A Guerra: a ascensão do PCC e o mundo do crime no Brasil, publicado no ano passado pela todavia, escrutina como o Primeiro Comando da Capital (PCC) se organizou dentro dos presídios para criar uma instituição complexa e ramificada fora do sistema prisional, sendo responsável por grande parte do tráfico de drogas brasileiro. Bruno Paes Manso e Camila Nunes Dias fazem do livro uma reportagem intimista e ampla sobre uma das pontas soltas que asfixia a sociedade. O livro é resultado de pesquisas de campo e bibliográficas, depoimentos com integrantes e ex-membros da facção, relatos de familiares, policiais e agentes, além de reportagens de jornais e televisão.
Bruno Paes Manso e Camila Nunes Dias fazem do livro uma reportagem intimista e ampla sobre uma das pontas soltas que asfixia a sociedade.
De maneira inédita, os autores observam a escalada do crime e a relação com a desordem do Brasil. Fundado na década de 1990, o PCC – que chegou ser negado por Geraldo Alckmin quando era prefeito de São Paulo – foi responsável por uma onda de rebeliões em unidades prisionais de todo o país em 2001, ano emblemático em que os telefones celulares se popularizavam e começavam a fazer parte do cotidiano de detentos.
Dois anos mais tarde, o apresentador Gugu Liberato, à época no SBT, veiculou uma entrevista falsa com integrantes do grupo. Em 2016, poucas semanas antes de sediar as Olimpíadas, o Rio de Janeiro decretou estado de sítio devido à deflagração de ações violentas por toda a capital fluminense.
Bruno e Camila estabelecem um pacto com o leitor de contar aquilo que sabem de maneira clara e apartada do pedantismo acadêmico que a empreitada poderia carregar. Ao longo de A Guerra, os autores pontuam as ordens dos chefes do PCC com os chamados “salves”, relatórios, cartas e memorandos que dão respaldo documental às decisões do grupo. “Você tem pelos ‘salves’ coisas muito práticas e econômicas, como ‘você pode alugar armas em tais lugares em tais preços’, e algumas coisas de etiqueta de relação entre as pessoas na prisão, com a família do preso, do que pode e do que não pode”, comentou Manso em entrevista ao Nexo.
A Guerra não é um livro-julgamento do PCC, mas um olhar crítico sobre as estruturas sociais que dão alicerce ao grupo. Os autores não se furtam em apresentar também – de forma imparcial e intrigante – a visão interna da facção.

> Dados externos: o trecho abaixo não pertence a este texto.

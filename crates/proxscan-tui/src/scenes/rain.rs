//! Rain scene: falling glyph streams that fade in, fall off the bottom, and
//! hand over to the next scene once the screen is empty.
//!
//! Cells are written straight into the frame buffer; a `Paragraph` per
//! glyph would be far too slow at this density.

use std::time::Duration;

use rand::rngs::StdRng;
use rand::seq::SliceRandom;
use rand::{Rng, SeedableRng};
use ratatui::{buffer::Buffer, layout::Rect, style::Style, widgets::Block};
use tracing::debug;

use crate::{
    terminal::{EventPump, Tui},
    theme::{lerp_color, rgb, C_BG, RGB_RAIN_HEAD},
};

use super::{frame_clock, SceneExit};

pub const STREAMS: usize = 21;
pub const TRAIL_SEGMENTS: usize = 14;
const TRAIL_STEP: f64 = 0.07;
const TRAIL_LEVEL: f64 = 0.4;
const FADE_IN_SECS: f64 = 2.0;
const DRIFT_CHANCE: f64 = 0.2;
const FRAME_MS: u64 = 55;
/// Blank screen after the last stream is gone.
const END_HOLD: Duration = Duration::from_millis(400);

const ASCII_GLYPHS: &str = "01<>\\/=-+*{}[]!@#$%^&*ABCDEFGHJKLMNPQRSTUVWXYZ";

#[derive(Debug, Clone, Copy, PartialEq, Eq, Default)]
pub enum Charset {
    #[default]
    Katakana,
    Ascii,
}

impl Charset {
    pub fn glyphs(self) -> Vec<char> {
        match self {
            Charset::Katakana => (0x30A0u32..0x30FF).filter_map(char::from_u32).collect(),
            Charset::Ascii => ASCII_GLYPHS.chars().collect(),
        }
    }
}

#[derive(Debug, Clone)]
pub struct Stream {
    pub column: u16,
    /// Head position in rows; negative while still above the screen.
    pub drop: f64,
    pub speed: f64,
    pub drift: f64,
    pub active: bool,
}

pub struct RainField {
    streams: Vec<Stream>,
    height: u16,
    glyphs: Vec<char>,
}

/// Trail brightness: 0.4 at the head segment, fading toward the tail.
pub fn trail_level(segment: usize) -> f64 {
    (1.0 - segment as f64 * TRAIL_STEP).max(0.0) * TRAIL_LEVEL
}

/// Global brightness during the fade-in.
pub fn fade_in(elapsed: f64) -> f64 {
    (elapsed / FADE_IN_SECS).clamp(0.0, 1.0)
}

impl RainField {
    pub fn new<R: Rng + ?Sized>(width: u16, height: u16, charset: Charset, rng: &mut R) -> Self {
        let spacing = width as f64 / STREAMS as f64;
        let streams = (0..STREAMS)
            .map(|i| Stream {
                column: (i as f64 * spacing) as u16,
                drop: rng.gen_range(-25.0..-5.0),
                speed: rng.gen_range(0.7..1.15),
                drift: rng.gen_range(-0.15..0.15),
                active: true,
            })
            .collect();
        Self {
            streams,
            height,
            glyphs: charset.glyphs(),
        }
    }

    pub fn streams(&self) -> &[Stream] {
        &self.streams
    }

    pub fn is_finished(&self) -> bool {
        self.streams.iter().all(|s| !s.active)
    }

    /// Move every stream down one frame. A stream retires once its head is
    /// a full row below the bottom edge.
    pub fn step<R: Rng + ?Sized>(&mut self, rng: &mut R) {
        let limit = self.height as f64 + 1.0;
        for s in self.streams.iter_mut().filter(|s| s.active) {
            s.drop += s.speed;
            if rng.gen_bool(DRIFT_CHANCE) {
                s.drop += s.drift * 0.1;
            }
            if s.drop > limit {
                s.active = false;
            }
        }
    }

    /// Paint trails and heads into `area`, scaled by `brightness`.
    pub fn render<R: Rng + ?Sized>(&self, buf: &mut Buffer, area: Rect, brightness: f64, rng: &mut R) {
        let mut utf8 = [0u8; 4];
        for s in self.streams.iter().filter(|s| s.active) {
            if s.column >= area.width {
                continue;
            }
            let x = area.x + s.column;
            for seg in 0..TRAIL_SEGMENTS {
                let y = s.drop - seg as f64;
                if y < 0.0 || y >= area.height as f64 {
                    continue;
                }
                let Some(&glyph) = self.glyphs.choose(rng) else {
                    return;
                };
                let g = (255.0 * trail_level(seg) * brightness) as u8;
                let cell = &mut buf[(x, area.y + y as u16)];
                cell.set_symbol(glyph.encode_utf8(&mut utf8));
                cell.set_fg(rgb((0, g, 0)));
            }
            if s.drop >= 0.0 && s.drop < area.height as f64 {
                let Some(&glyph) = self.glyphs.choose(rng) else {
                    return;
                };
                let cell = &mut buf[(x, area.y + s.drop as u16)];
                cell.set_symbol(glyph.encode_utf8(&mut utf8));
                cell.set_fg(rgb(lerp_color((0, 0, 0), RGB_RAIN_HEAD, brightness)));
            }
        }
    }
}

pub async fn run(
    terminal: &mut Tui,
    pump: &mut EventPump,
    charset: Charset,
) -> anyhow::Result<SceneExit> {
    let size = terminal.size()?;
    let mut rng = StdRng::from_entropy();
    let mut field = RainField::new(size.width, size.height, charset, &mut rng);
    debug!("rain: {}x{} {:?}", size.width, size.height, charset);

    let mut clock = frame_clock(FRAME_MS);
    let start = clock.now();
    loop {
        clock.tick().await;
        if pump.quit_pending() {
            return Ok(SceneExit::Quit);
        }
        let brightness = fade_in(clock.now() - start);
        terminal.draw(|f| {
            let area = f.area();
            f.render_widget(Block::default().style(Style::default().bg(C_BG)), area);
            field.render(f.buffer_mut(), area, brightness, &mut rng);
        })?;
        field.step(&mut rng);
        if field.is_finished() {
            break;
        }
    }

    terminal.draw(|f| {
        f.render_widget(Block::default().style(Style::default().bg(C_BG)), f.area())
    })?;
    tokio::time::sleep(END_HOLD).await;
    Ok(SceneExit::Finished)
}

Longe do maniqueísmo de colocá-lo como vilão e, ao mesmo tempo, distante de fazer do PCC uma vítima das mazelas e desigualdades, o livro é um corte de navalha na carne crua.
A GUERRA: A ASCENSÃO DO PCC O MUNDO DO CRIME NO BRASIL | Bruno Paes Manso & Camila Nunes Dias
Editora: todavia;
Tamanho: 344 págs.;
Lançamento: Agosto, 2018.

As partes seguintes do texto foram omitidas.